ARAŞTIRMA ŞİRKETLERİ YANILDI, BEN DE YANILDIM
Erdoğan ve partisi, bir evvelki seçime nazaran Önemli oranda oy kaybetmiş olsalar da seçimin galibi. Araştırma şirketlerinin Çabucak hepsi yanıldı. Ben de yanıldım.
Kimin neden yanıldığının benim açımdan Fazla kıymeti yok. Ben neden yanıldığımı öğrendim sayılır. İçinde yaşadığım, bir kesimi olduğumu sandığım toplumu yanlışsız okuyamamışım.
Türkiye’nin kültür ve etnik / dini kimlikler üzerinden üç modüle bölünmüş olmasının Değerli bir Öğe olduğunu elbette biliyordum fakat nihayet beş yılda Türkiye’nin yaşadığı “kötü Yönetim sorununun” seçim sonuçları üzerinde daha Fazla tesiri olabileceğini düşünmüştüm.
FAKİRLEŞMEK, İHMAL, LİYAKATSİZLİK Kamu İÇİN DEĞERLİ DEĞİLMİŞ
Üzücü idarenin sonuçlarını beş Yıl boyunca her gün yaşadık. Hepimiz beş Yıl öncesine nazaran daha yoksuluz. Beş Yıl öncesine nazaran geleceğe daha Fazla kuşkuyla bakar hale geldik.

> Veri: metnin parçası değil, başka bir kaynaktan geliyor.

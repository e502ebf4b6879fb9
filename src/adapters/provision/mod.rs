//! Build-time provisioning steps. The Dockerfile's implicit RUN ordering is
//! made explicit here: each step is named, fatal, and executed in sequence by
//! the same supervisor that drives the boot sequence.

pub mod sshd_config;

use crate::config::toml_config::CopySpec;
use crate::core::context::BootContext;
use crate::domain::ports::{BootStep, ProcessRunner};
use crate::utils::error::{BootError, Result};
use std::collections::HashMap;
use std::os::unix::fs::PermissionsExt;
use std::path::{Path, PathBuf};
use std::sync::Arc;

/// 安裝 OS 套件（sqlite3、openssh-server、框架套件等）
pub struct OsPackageStep {
    packages: Vec<String>,
    runner: Arc<dyn ProcessRunner>,
}

impl OsPackageStep {
    pub fn new(packages: Vec<String>, runner: Arc<dyn ProcessRunner>) -> Self {
        Self { packages, runner }
    }
}

#[async_trait::async_trait]
impl BootStep for OsPackageStep {
    fn name(&self) -> &str {
        "os-packages"
    }

    fn should_run(&self, _context: &BootContext) -> bool {
        !self.packages.is_empty()
    }

    async fn run(
        &self,
        _context: &mut BootContext,
    ) -> Result<HashMap<String, serde_json::Value>> {
        tracing::info!("📦 Installing {} OS package(s)", self.packages.len());

        let update = self
            .runner
            .run("apt-get", &["update".to_string()])
            .await?;
        if !update.success() {
            return Err(BootError::CommandFailed {
                command: "apt-get update".to_string(),
                status: update.status.unwrap_or(-1),
                stderr: update.stderr,
            });
        }

        let mut args = vec![
            "install".to_string(),
            "-y".to_string(),
            "--no-install-recommends".to_string(),
        ];
        args.extend(self.packages.iter().cloned());

        let install = self.runner.run("apt-get", &args).await?;
        if !install.success() {
            return Err(BootError::CommandFailed {
                command: format!("apt-get install {}", self.packages.join(" ")),
                status: install.status.unwrap_or(-1),
                stderr: install.stderr,
            });
        }

        let mut metadata = HashMap::new();
        metadata.insert("packages".to_string(), serde_json::json!(self.packages));
        Ok(metadata)
    }
}

/// 從 manifest 安裝 Python 依賴；manifest 不存在即失敗
pub struct PythonDepsStep {
    manifest: PathBuf,
    runner: Arc<dyn ProcessRunner>,
}

impl PythonDepsStep {
    pub fn new(manifest: PathBuf, runner: Arc<dyn ProcessRunner>) -> Self {
        Self { manifest, runner }
    }
}

#[async_trait::async_trait]
impl BootStep for PythonDepsStep {
    fn name(&self) -> &str {
        "python-deps"
    }

    async fn run(
        &self,
        _context: &mut BootContext,
    ) -> Result<HashMap<String, serde_json::Value>> {
        // manifest 必須先於安裝步驟存在（對應建置時的複製順序）
        if !self.manifest.exists() {
            return Err(BootError::ProvisionError {
                step: self.name().to_string(),
                reason: format!(
                    "dependency manifest not found: {}",
                    self.manifest.display()
                ),
            });
        }

        tracing::info!(
            "🐍 Installing Python dependencies from {}",
            self.manifest.display()
        );

        let args = vec![
            "install".to_string(),
            "--no-cache-dir".to_string(),
            "-r".to_string(),
            self.manifest.display().to_string(),
        ];

        let output = self.runner.run("pip", &args).await?;
        if !output.success() {
            // pip 的 stderr 會指出無法安裝的套件名稱
            return Err(BootError::CommandFailed {
                command: format!("pip install -r {}", self.manifest.display()),
                status: output.status.unwrap_or(-1),
                stderr: output.stderr,
            });
        }

        let mut metadata = HashMap::new();
        metadata.insert(
            "manifest".to_string(),
            serde_json::json!(self.manifest.display().to_string()),
        );
        Ok(metadata)
    }
}

/// 重寫 sshd_config（root 登入、連接埠重綁定）並設定 root 密碼
pub struct SshdConfigStep {
    config_path: PathBuf,
    port: u16,
    root_password: String,
    runner: Arc<dyn ProcessRunner>,
}

impl SshdConfigStep {
    pub fn new(
        config_path: PathBuf,
        port: u16,
        root_password: String,
        runner: Arc<dyn ProcessRunner>,
    ) -> Self {
        Self {
            config_path,
            port,
            root_password,
            runner,
        }
    }
}

#[async_trait::async_trait]
impl BootStep for SshdConfigStep {
    fn name(&self) -> &str {
        "sshd-config"
    }

    async fn run(
        &self,
        _context: &mut BootContext,
    ) -> Result<HashMap<String, serde_json::Value>> {
        tracing::info!(
            "🔧 Rewriting {} (root login, port {})",
            self.config_path.display(),
            self.port
        );

        let content = std::fs::read_to_string(&self.config_path)?;
        let rewritten = sshd_config::permit_root_login(&sshd_config::rebind_port(
            &content, self.port,
        ));

        if rewritten != content {
            std::fs::write(&self.config_path, &rewritten)?;
        }

        // root 憑證由外部提供，不寫死在映像裡
        let input = format!("root:{}\n", self.root_password);
        let output = self.runner.run_with_input("chpasswd", &[], &input).await?;
        if !output.success() {
            return Err(BootError::ProvisionError {
                step: self.name().to_string(),
                reason: format!("chpasswd failed: {}", output.stderr.trim()),
            });
        }

        let mut metadata = HashMap::new();
        metadata.insert("port".to_string(), serde_json::json!(self.port));
        metadata.insert(
            "config_path".to_string(),
            serde_json::json!(self.config_path.display().to_string()),
        );
        Ok(metadata)
    }
}

/// 複製啟動資產與應用原始碼，並標記可執行檔
pub struct StageFilesStep {
    copies: Vec<CopySpec>,
    executables: Vec<PathBuf>,
}

impl StageFilesStep {
    pub fn new(copies: Vec<CopySpec>, executables: Vec<PathBuf>) -> Self {
        Self { copies, executables }
    }

    fn copy_recursively(src: &Path, dest: &Path) -> Result<u64> {
        if src.is_dir() {
            std::fs::create_dir_all(dest)?;
            let mut copied = 0;
            for entry in std::fs::read_dir(src)? {
                let entry = entry?;
                copied += Self::copy_recursively(&entry.path(), &dest.join(entry.file_name()))?;
            }
            Ok(copied)
        } else {
            if let Some(parent) = dest.parent() {
                std::fs::create_dir_all(parent)?;
            }
            std::fs::copy(src, dest)?;
            Ok(1)
        }
    }
}

#[async_trait::async_trait]
impl BootStep for StageFilesStep {
    fn name(&self) -> &str {
        "stage-files"
    }

    fn should_run(&self, _context: &BootContext) -> bool {
        !self.copies.is_empty() || !self.executables.is_empty()
    }

    async fn run(
        &self,
        _context: &mut BootContext,
    ) -> Result<HashMap<String, serde_json::Value>> {
        let mut total = 0u64;

        for copy in &self.copies {
            let src = Path::new(&copy.src);
            if !src.exists() {
                return Err(BootError::ProvisionError {
                    step: self.name().to_string(),
                    reason: format!("copy source does not exist: {}", copy.src),
                });
            }

            tracing::info!("📁 Copying {} -> {}", copy.src, copy.dest);
            total += Self::copy_recursively(src, Path::new(&copy.dest))?;
        }

        for path in &self.executables {
            let mut perms = std::fs::metadata(path)?.permissions();
            perms.set_mode(0o755);
            std::fs::set_permissions(path, perms)?;
            tracing::debug!("Marked executable: {}", path.display());
        }

        let mut metadata = HashMap::new();
        metadata.insert("files_copied".to_string(), serde_json::json!(total));
        Ok(metadata)
    }
}

#[cfg(test)]
mod tests {
    use super::*;
    use crate::domain::ports::CommandOutput;
    use std::sync::Mutex;

    /// Canned-output runner recording every invocation.
    struct MockRunner {
        outputs: Mutex<Vec<CommandOutput>>,
        calls: Mutex<Vec<String>>,
    }

    impl MockRunner {
        fn with_outputs(outputs: Vec<CommandOutput>) -> Arc<Self> {
            Arc::new(Self {
                outputs: Mutex::new(outputs),
                calls: Mutex::new(Vec::new()),
            })
        }

        fn ok() -> CommandOutput {
            CommandOutput {
                status: Some(0),
                stdout: String::new(),
                stderr: String::new(),
            }
        }

        fn failed(status: i32, stderr: &str) -> CommandOutput {
            CommandOutput {
                status: Some(status),
                stdout: String::new(),
                stderr: stderr.to_string(),
            }
        }

        fn next(&self, call: String) -> Result<CommandOutput> {
            self.calls.lock().unwrap().push(call);
            let mut outputs = self.outputs.lock().unwrap();
            Ok(if outputs.is_empty() {
                Self::ok()
            } else {
                outputs.remove(0)
            })
        }
    }

    #[async_trait::async_trait]
    impl ProcessRunner for MockRunner {
        async fn run(&self, program: &str, args: &[String]) -> Result<CommandOutput> {
            self.next(format!("{} {}", program, args.join(" ")))
        }

        async fn run_with_input(
            &self,
            program: &str,
            _args: &[String],
            input: &str,
        ) -> Result<CommandOutput> {
            self.next(format!("{} <<< {}", program, input.trim()))
        }

        async fn spawn_daemon(&self, program: &str, _args: &[String]) -> Result<u32> {
            self.calls.lock().unwrap().push(program.to_string());
            Ok(1)
        }
    }

    #[tokio::test]
    async fn test_os_packages_runs_update_then_install() {
        let runner = MockRunner::with_outputs(vec![]);
        let step = OsPackageStep::new(
            vec!["sqlite3".to_string(), "openssh-server".to_string()],
            runner.clone(),
        );
        let mut context = BootContext::new("test".to_string());

        step.run(&mut context).await.unwrap();

        let calls = runner.calls.lock().unwrap();
        assert_eq!(calls[0], "apt-get update");
        assert!(calls[1].contains("install -y --no-install-recommends sqlite3 openssh-server"));
    }

    #[tokio::test]
    async fn test_os_package_failure_carries_stderr() {
        let runner = MockRunner::with_outputs(vec![
            MockRunner::ok(),
            MockRunner::failed(100, "E: Unable to locate package no-such-pkg"),
        ]);
        let step = OsPackageStep::new(vec!["no-such-pkg".to_string()], runner);
        let mut context = BootContext::new("test".to_string());

        let err = step.run(&mut context).await.unwrap_err();

        assert!(err.to_string().contains("no-such-pkg"));
    }

    #[tokio::test]
    async fn test_python_deps_missing_manifest_fails_before_pip() {
        let runner = MockRunner::with_outputs(vec![]);
        let step = PythonDepsStep::new(PathBuf::from("/nonexistent/requirements.txt"), runner.clone());
        let mut context = BootContext::new("test".to_string());

        let err = step.run(&mut context).await.unwrap_err();

        assert!(err.to_string().contains("/nonexistent/requirements.txt"));
        assert!(runner.calls.lock().unwrap().is_empty());
    }

    #[tokio::test]
    async fn test_python_deps_failure_names_offending_package() {
        let dir = tempfile::TempDir::new().unwrap();
        let manifest = dir.path().join("requirements.txt");
        std::fs::write(&manifest, "definitely-not-on-pypi==1.0\n").unwrap();

        let runner = MockRunner::with_outputs(vec![MockRunner::failed(
            1,
            "ERROR: No matching distribution found for definitely-not-on-pypi==1.0",
        )]);
        let step = PythonDepsStep::new(manifest, runner);
        let mut context = BootContext::new("test".to_string());

        let err = step.run(&mut context).await.unwrap_err();

        assert!(err.to_string().contains("definitely-not-on-pypi"));
    }

    #[tokio::test]
    async fn test_sshd_config_step_rewrites_file_and_sets_password() {
        let dir = tempfile::TempDir::new().unwrap();
        let config_path = dir.path().join("sshd_config");
        std::fs::write(
            &config_path,
            "#Port 22\n#PermitRootLogin prohibit-password\n",
        )
        .unwrap();

        let runner = MockRunner::with_outputs(vec![]);
        let step = SshdConfigStep::new(config_path.clone(), 2222, "secret".to_string(), runner.clone());
        let mut context = BootContext::new("test".to_string());

        step.run(&mut context).await.unwrap();

        let rewritten = std::fs::read_to_string(&config_path).unwrap();
        assert!(rewritten.contains("Port 2222"));
        assert!(rewritten.contains("PermitRootLogin yes"));

        let calls = runner.calls.lock().unwrap();
        assert_eq!(calls[0], "chpasswd <<< root:secret");
    }

    #[tokio::test]
    async fn test_stage_files_missing_source_fails() {
        let step = StageFilesStep::new(
            vec![CopySpec {
                src: "/nonexistent/startup.sh".to_string(),
                dest: "/tmp/boot".to_string(),
            }],
            vec![],
        );
        let mut context = BootContext::new("test".to_string());

        let err = step.run(&mut context).await.unwrap_err();

        assert!(err.to_string().contains("/nonexistent/startup.sh"));
    }

    #[tokio::test]
    async fn test_stage_files_copies_tree_and_marks_executable() {
        let dir = tempfile::TempDir::new().unwrap();
        let src_dir = dir.path().join("src");
        std::fs::create_dir_all(src_dir.join("nested")).unwrap();
        std::fs::write(src_dir.join("main.py"), "print('hi')\n").unwrap();
        std::fs::write(src_dir.join("nested").join("util.py"), "\n").unwrap();

        let dest_dir = dir.path().join("app").join("src");
        let script = dir.path().join("startup.sh");
        std::fs::write(&script, "#!/bin/sh\n").unwrap();

        let step = StageFilesStep::new(
            vec![CopySpec {
                src: src_dir.display().to_string(),
                dest: dest_dir.display().to_string(),
            }],
            vec![script.clone()],
        );
        let mut context = BootContext::new("test".to_string());

        let metadata = step.run(&mut context).await.unwrap();

        assert_eq!(metadata.get("files_copied").unwrap(), &serde_json::json!(2));
        assert!(dest_dir.join("main.py").exists());
        assert!(dest_dir.join("nested").join("util.py").exists());

        let mode = std::fs::metadata(&script).unwrap().permissions().mode();
        assert_eq!(mode & 0o777, 0o755);
    }
}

Gelir dağılımındaki bozulma, orta sınıfı neredeyse yok olma noktasına getirdi. Aç yatan, okula aç gitmek zorunda kalan çocukların sayısı utançla başımızı önümüze eğmemizi gerektirecek seviyede. Sarsıntı, orman yangınları, sel felaketlerinde yönetimin ihmal ve liyakatsizliklerinden kaynaklanan can ve mal kayıpları. Bunların Değerli olduğunu zannediyordum lakin halkımızın çoğunluğu için bunların o kadar da Kıymetli olmadığını öğrenmiş oldum.
Muhalefetin Namzet belirlemekte gecikmesi, ferdî hırsların aklın önüne geçmesi, muhalefet cephesinin homojen bir bütünlük gösterememesi, Üzücü kampanya idaresi üzere faktörler de bunun üzerine eklenince, Erdoğan’ın bir seçim daha kazanmasının yolu açılmış oldu. Bundan sonraki beş yılda Türkiye’yi uygun şeylerin beklemediğini söyleyebilirim.
Bugünden itibaren ne kadar süreceğini şu anda bilmediğim bir müddet için şimdilik günlük yazılarıma Uzaklık veriyorum.